In my breed, I don't know of any blind/deaf dogs who were used in breeding programs. I know of at least one seeing/hearing homozygous who was,and produced some of the most exceptional dogs in the working end of the breed.. Heterozygous dogs from MxM crosses may be shown. I don't know of any homozygous merles who are shown, but in a line where there is very little white trim, a homozygous merle might just appear "flashy" and could be shown. Such a dog would possibly had normal hearing and vision, since those issues are linked to pigment distribution.


----------



## Pawzk9 (Jan 3, 2011)

Not exactly new, but I think this open letter from a vet does have some bearing on this thread
Veterinarian Speaks Out on PETA and Westminister
by Libbye Miller; DVM



“Adorable mixed breeds” get cancer, epilepsy, allergies, heart disease, and orthopedic problems just like purebreds. I see it every day in my veterinary practice but mixed breed dogs aren’t tracked like the purebreds so they have a reputation as “healthier” that is actually undeserved in many cases. “ It is so sad that a lot of folks, including young veterinarians these days, buy into the “hybrid vigor” baloney. The vet schools have been infiltrated by the Animal Rights Extremists, who are teaching them this junk science in order to push their agenda. All animals have a certain amount of genetic load, which is to say there is absolutely no animal without some genetic problem of some sort of another.

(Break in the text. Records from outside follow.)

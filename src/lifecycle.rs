//! Instance lifecycle manager
//!
//! Drives the compute provider through launch (submit, poll until running,
//! tag, warm up) and terminate (submit, poll until terminated). Every
//! operation runs as its own task, bounded by a worker semaphore, and reports
//! its outcome once through a [`LifecycleHandle`].
//!
//! Poll loops are bounded by a deadline and by the shutdown signal. Provider
//! errors while polling back off exponentially up to `max_backoff`.

use crate::config::ProviderConfig;
use crate::error::{LifecycleError, ProviderError};
use crate::provider::{ComputeProvider, IngressRule, InstanceState, LaunchSpec};
use std::collections::HashMap;
use std::sync::Arc;
use std::time::Duration;
use tokio::sync::{oneshot, watch, Semaphore};
use tokio::time::Instant;
use tracing::{debug, error, info, warn};

/// Resolves once shutdown has been signalled. A dropped sender never resolves.
pub async fn shutdown_requested(rx: &mut watch::Receiver<bool>) {
    loop {
        if *rx.borrow_and_update() {
            return;
        }
        if rx.changed().await.is_err() {
            std::future::pending::<()>().await;
        }
    }
}

/// Timing and launch parameters for lifecycle operations
#[derive(Debug, Clone)]
pub struct LifecycleSettings {
    pub security_group: String,
    pub key_name: Option<String>,
    pub poll_interval: Duration,
    pub max_backoff: Duration,
    pub warmup: Duration,
    pub launch_timeout: Duration,
    pub terminate_timeout: Duration,
    pub max_workers: usize,
    pub tags: HashMap<String, String>,
}

impl From<&ProviderConfig> for LifecycleSettings {
    fn from(config: &ProviderConfig) -> Self {
        Self {
            security_group: config.security_group.clone(),
            key_name: config.key_name.clone(),
            poll_interval: Duration::from_secs(config.poll_interval_secs),
            max_backoff: Duration::from_secs(config.max_backoff_secs),
            warmup: Duration::from_secs(config.warmup_secs),
            launch_timeout: Duration::from_secs(config.launch_timeout_secs),
            terminate_timeout: Duration::from_secs(config.terminate_timeout_secs),
            max_workers: config.max_workers,
            tags: config.tags.clone(),
        }
    }
}

/// A launched instance, running and warmed up
#[derive(Debug, Clone, PartialEq, Eq)]
pub struct LaunchedInstance {
    pub instance_id: String,
    pub address: String,
}

#[derive(Debug, Clone, PartialEq, Eq)]
pub struct TerminatedInstances {
    pub instance_ids: Vec<String>,
}

/// Completion of one in-flight lifecycle operation
#[derive(Debug)]
pub struct LifecycleHandle<T> {
    rx: oneshot::Receiver<Result<T, LifecycleError>>,
}

impl<T> LifecycleHandle<T> {
    /// Wait for the operation to finish
    pub async fn wait(self) -> Result<T, LifecycleError> {
        self.rx.await.unwrap_or(Err(LifecycleError::WorkerLost))
    }
}

/// Deadline and backoff bookkeeping for one poll loop
struct PollClock {
    deadline: Instant,
    timeout: Duration,
    interval: Duration,
    max_backoff: Duration,
    backoff: Duration,
}

impl PollClock {
    fn new(settings: &LifecycleSettings, timeout: Duration) -> Self {
        Self {
            deadline: Instant::now() + timeout,
            timeout,
            interval: settings.poll_interval,
            max_backoff: settings.max_backoff.max(settings.poll_interval),
            backoff: settings.poll_interval,
        }
    }

    /// Delay after a successful but not-yet-final poll
    fn progressed(&mut self) -> Duration {
        self.backoff = self.interval;
        self.interval
    }

    /// Delay after a provider error
    fn failed(&mut self) -> Duration {
        let delay = self.backoff;
        self.backoff = (self.backoff * 2).min(self.max_backoff);
        delay
    }
}

pub struct LifecycleManager {
    provider: Arc<dyn ComputeProvider>,
    settings: LifecycleSettings,
    workers: Arc<Semaphore>,
    shutdown_rx: watch::Receiver<bool>,
}

impl LifecycleManager {
    /// Create the manager and run idempotent provider setup once
    pub async fn new(
        provider: Arc<dyn ComputeProvider>,
        settings: LifecycleSettings,
        shutdown_rx: watch::Receiver<bool>,
    ) -> Arc<Self> {
        let manager = Arc::new(Self {
            provider,
            workers: Arc::new(Semaphore::new(settings.max_workers.max(1))),
            settings,
            shutdown_rx,
        });
        manager.setup().await;
        manager
    }

    /// Create the security group and open its ingress. Errors are logged only.
    pub async fn setup(&self) {
        let group = &self.settings.security_group;

        match self.provider.create_security_group(group).await {
            Ok(()) => info!(security_group = group, "Created security group"),
            Err(ProviderError::AlreadyExists(_)) => {
                debug!(security_group = group, "Security group already exists")
            }
            Err(e) => warn!(security_group = group, error = %e, "Failed to create security group"),
        }

        match self
            .provider
            .authorize_ingress(group, &IngressRule::open_tcp())
            .await
        {
            Ok(()) => info!(security_group = group, "Authorized ingress"),
            Err(ProviderError::AlreadyExists(_)) => {
                debug!(security_group = group, "Ingress rule already present")
            }
            Err(e) => warn!(security_group = group, error = %e, "Failed to authorize ingress"),
        }
    }

    /// Launch one instance in the background
    pub fn launch(
        self: &Arc<Self>,
        instance_type: &str,
        image_id: &str,
        group_id: usize,
    ) -> LifecycleHandle<LaunchedInstance> {
        let (tx, rx) = oneshot::channel();
        let manager = Arc::clone(self);
        let instance_type = instance_type.to_string();
        let image_id = image_id.to_string();

        tokio::spawn(async move {
            let result = match Arc::clone(&manager.workers).acquire_owned().await {
                Ok(_permit) => manager.run_launch(&instance_type, &image_id, group_id).await,
                Err(_) => Err(LifecycleError::WorkerLost),
            };
            if let Err(ref e) = result {
                error!(group_id, instance_type, error = %e, "Launch failed");
            }
            let _ = tx.send(result);
        });

        LifecycleHandle { rx }
    }

    /// Terminate instances in the background
    pub fn terminate(
        self: &Arc<Self>,
        instance_ids: Vec<String>,
        group_id: usize,
    ) -> LifecycleHandle<TerminatedInstances> {
        let (tx, rx) = oneshot::channel();
        let manager = Arc::clone(self);

        tokio::spawn(async move {
            let result = match Arc::clone(&manager.workers).acquire_owned().await {
                Ok(_permit) => manager.run_terminate(instance_ids, group_id).await,
                Err(_) => Err(LifecycleError::WorkerLost),
            };
            if let Err(ref e) = result {
                error!(group_id, error = %e, "Terminate failed");
            }
            let _ = tx.send(result);
        });

        LifecycleHandle { rx }
    }

    async fn run_launch(
        &self,
        instance_type: &str,
        image_id: &str,
        group_id: usize,
    ) -> Result<LaunchedInstance, LifecycleError> {
        let spec = LaunchSpec {
            image_id: image_id.to_string(),
            instance_type: instance_type.to_string(),
            key_name: self.settings.key_name.clone(),
            security_group: self.settings.security_group.clone(),
            monitoring: true,
        };

        let instance_id = self.provider.launch_instance(&spec).await?;
        info!(group_id, instance_id, instance_type, image_id, "Launch submitted");

        match self.bring_online(&instance_id).await {
            Ok(address) => {
                info!(group_id, instance_id, address, "Instance ready for traffic");
                Ok(LaunchedInstance {
                    instance_id,
                    address,
                })
            }
            Err(e) => {
                self.abandon(&instance_id).await;
                Err(e)
            }
        }
    }

    async fn bring_online(&self, instance_id: &str) -> Result<String, LifecycleError> {
        let mut clock = PollClock::new(&self.settings, self.settings.launch_timeout);

        loop {
            let delay = match self.provider.describe_instance_state(instance_id).await {
                Ok(InstanceState::Running) => break,
                Ok(state @ (InstanceState::ShuttingDown | InstanceState::Terminated)) => {
                    return Err(ProviderError::InvalidResponse(format!(
                        "instance {} went {} while launching",
                        instance_id,
                        state.as_str()
                    ))
                    .into());
                }
                Ok(state) => {
                    debug!(instance_id, state = state.as_str(), "Waiting for instance to run");
                    clock.progressed()
                }
                Err(e) => {
                    warn!(instance_id, error = %e, "Failed to describe instance");
                    clock.failed()
                }
            };
            self.pause(&mut clock, delay, instance_id, "running").await?;
        }

        let address = loop {
            let delay = match self.provider.describe_public_address(instance_id).await {
                Ok(address) => break address,
                Err(e) => {
                    debug!(instance_id, error = %e, "Public address not available yet");
                    clock.failed()
                }
            };
            self.pause(&mut clock, delay, instance_id, "running").await?;
        };

        if !self.settings.tags.is_empty() {
            if let Err(e) = self
                .provider
                .tag_resources(&[instance_id.to_string()], &self.settings.tags)
                .await
            {
                warn!(instance_id, error = %e, "Failed to tag instance");
            }
        }

        debug!(
            instance_id,
            warmup_secs = self.settings.warmup.as_secs(),
            "Warming up instance"
        );
        self.sleep_or_cancel(self.settings.warmup).await?;

        Ok(address)
    }

    /// Best-effort cleanup of an instance whose launch did not complete
    async fn abandon(&self, instance_id: &str) {
        if let Err(e) = self
            .provider
            .terminate_instances(&[instance_id.to_string()])
            .await
        {
            warn!(instance_id, error = %e, "Failed to terminate abandoned instance");
        }
    }

    async fn run_terminate(
        &self,
        instance_ids: Vec<String>,
        group_id: usize,
    ) -> Result<TerminatedInstances, LifecycleError> {
        self.provider.terminate_instances(&instance_ids).await?;
        info!(group_id, instance_ids = ?instance_ids, "Terminate submitted");

        let mut clock = PollClock::new(&self.settings, self.settings.terminate_timeout);
        for instance_id in &instance_ids {
            loop {
                let delay = match self.provider.describe_instance_state(instance_id).await {
                    Ok(InstanceState::Terminated) | Err(ProviderError::NotFound(_)) => break,
                    Ok(state) => {
                        debug!(instance_id, state = state.as_str(), "Waiting for termination");
                        clock.progressed()
                    }
                    Err(e) => {
                        warn!(instance_id, error = %e, "Failed to describe instance");
                        clock.failed()
                    }
                };
                self.pause(&mut clock, delay, instance_id, "terminated").await?;
            }
            info!(group_id, instance_id, "Instance terminated");
        }

        Ok(TerminatedInstances { instance_ids })
    }

    /// Sleep before the next poll, failing once the deadline has passed
    async fn pause(
        &self,
        clock: &mut PollClock,
        delay: Duration,
        instance_id: &str,
        target: &'static str,
    ) -> Result<(), LifecycleError> {
        let now = Instant::now();
        if now >= clock.deadline {
            return Err(LifecycleError::Timeout {
                instance_id: instance_id.to_string(),
                target,
                waited: clock.timeout,
            });
        }
        self.sleep_or_cancel(delay.min(clock.deadline - now)).await
    }

    async fn sleep_or_cancel(&self, duration: Duration) -> Result<(), LifecycleError> {
        let mut shutdown_rx = self.shutdown_rx.clone();
        tokio::select! {
            _ = tokio::time::sleep(duration) => Ok(()),
            _ = shutdown_requested(&mut shutdown_rx) => Err(LifecycleError::Cancelled),
        }
    }
}

#[cfg(test)]
mod tests {
    use super::*;

    fn settings() -> LifecycleSettings {
        LifecycleSettings {
            security_group: "sg".to_string(),
            key_name: None,
            poll_interval: Duration::from_secs(5),
            max_backoff: Duration::from_secs(30),
            warmup: Duration::from_secs(90),
            launch_timeout: Duration::from_secs(600),
            terminate_timeout: Duration::from_secs(300),
            max_workers: 2,
            tags: HashMap::new(),
        }
    }

    #[tokio::test(start_paused = true)]
    async fn test_poll_clock_backoff() {
        let mut clock = PollClock::new(&settings(), Duration::from_secs(60));
        assert_eq!(clock.failed(), Duration::from_secs(5));
        assert_eq!(clock.failed(), Duration::from_secs(10));
        assert_eq!(clock.failed(), Duration::from_secs(20));
        assert_eq!(clock.failed(), Duration::from_secs(30));
        assert_eq!(clock.failed(), Duration::from_secs(30));
        assert_eq!(clock.progressed(), Duration::from_secs(5));
        assert_eq!(clock.failed(), Duration::from_secs(5));
    }

    #[tokio::test]
    async fn test_shutdown_requested() {
        let (tx, mut rx) = watch::channel(false);
        let waiter = tokio::spawn(async move { shutdown_requested(&mut rx).await });
        tx.send(true).unwrap();
        waiter.await.unwrap();
    }

    #[tokio::test(start_paused = true)]
    async fn test_dropped_sender_is_not_shutdown() {
        let (tx, mut rx) = watch::channel(false);
        drop(tx);
        let result =
            tokio::time::timeout(Duration::from_secs(1), shutdown_requested(&mut rx)).await;
        assert!(result.is_err());
    }

    #[tokio::test]
    async fn test_handle_reports_lost_worker() {
        let (tx, rx) = oneshot::channel::<Result<(), LifecycleError>>();
        drop(tx);
        let handle = LifecycleHandle { rx };
        assert!(matches!(handle.wait().await, Err(LifecycleError::WorkerLost)));
    }

    #[test]
    fn test_settings_from_config() {
        let config = ProviderConfig {
            endpoint: "http://provider".to_string(),
            security_group: "web".to_string(),
            key_name: Some("p0".to_string()),
            poll_interval_secs: 2,
            max_backoff_secs: 20,
            warmup_secs: 45,
            launch_timeout_secs: 300,
            terminate_timeout_secs: 120,
            max_workers: 4,
            tags: HashMap::from([("Name".to_string(), "Server".to_string())]),
        };
        let settings = LifecycleSettings::from(&config);
        assert_eq!(settings.poll_interval, Duration::from_secs(2));
        assert_eq!(settings.warmup, Duration::from_secs(45));
        assert_eq!(settings.key_name.as_deref(), Some("p0"));
        assert_eq!(settings.tags.get("Name").unwrap(), "Server");
    }
}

Know anyone who wears glasses? 
Has allergies? Thyroid problems? 
Weak knees? 
Flat feet? 
A skin condition? 
Arthritis? 
A gap between their front teeth?
These are all genetic imperfections. No human is genetically “clean.” Neither is any individual of any species on earth. So this idea that dogs should not be bred because they might have a genetic problem, and that breeders are somehow “evil” for breeding them, is ridiculous. Every single individual of every single species has at least a few genetic conditions. To use PeTA’s logic, all breeding of all kinds (including having human babies) should halt immediately. And to be honest, Ingrid Newkirk (the woman who founded PeTA) does believe exactly that. She thinks that humans should become extinct, along with dogs, cats, etc. This ridiculous scenario is precisely what she would like to see happen. So folks, if that is what you want...if you agree with Ingrid Newkirk’s whacky views, send your hard earned money to PeTA. They will help to ensure you are not able to own a dog or cat or hamster or any other pet in the future. They will see to it that you can’t eat meat or fish or eggs or any type of animal-based nutrition. They will work to shut down places like Sea World, the zoos, etc. so you cannot observe the many wonderful animals on the Earth. Eventually, once they accomplish these things, they may turn their efforts to making it illegal for humans to procreate. If you don’t agree with their extremist views, wise up and start supporting those who truly do love, care for and enjoy interaction with other species here on our little blue planet. The fanciers of the breeds, those you see exhibiting their dogs at Westminster and other dog shows, work very hard to eliminate serious genetic conditions. They screen their breeding stock with every available test. They research pedigrees before breeding into other lines, to check for similar clearances in those animals. They contribute money to research organizations to further the work being done to track down genetic problems. They contribute blood, cell samples, etc. from their own animals to help with DNA and genome studies. They have made great progress so far, and they continue to work hard at it.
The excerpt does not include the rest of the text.